§ Directions:
Once you have checked each line below for the word "what", give the number of lines that have it and nothing further.

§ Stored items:
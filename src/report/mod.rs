//! Presentation of a scored run: the anomaly table, its CSV export and the
//! scatter chart.

pub mod chart;
pub mod export;

use serde::Serialize;

/// Number of rows shown in the data preview.
pub const PREVIEW_ROWS: usize = 5;

/// A header plus rows of already formatted cells.
///
/// The page and the download are both rendered from this one value, so what
/// is downloaded is exactly what is shown.
#[derive(Debug, Clone, PartialEq, Serialize)]
pub struct AnomalyTable {
    columns: Vec<String>,
    rows: Vec<Vec<String>>,
}

impl AnomalyTable {
    pub fn new(columns: Vec<String>, rows: Vec<Vec<String>>) -> Self {
        Self { columns, rows }
    }

    pub fn columns(&self) -> &[String] {
        &self.columns
    }

    pub fn rows(&self) -> &[Vec<String>] {
        &self.rows
    }

    pub fn len(&self) -> usize {
        self.rows.len()
    }

    pub fn is_empty(&self) -> bool {
        self.rows.is_empty()
    }
}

§ Expected answer:
2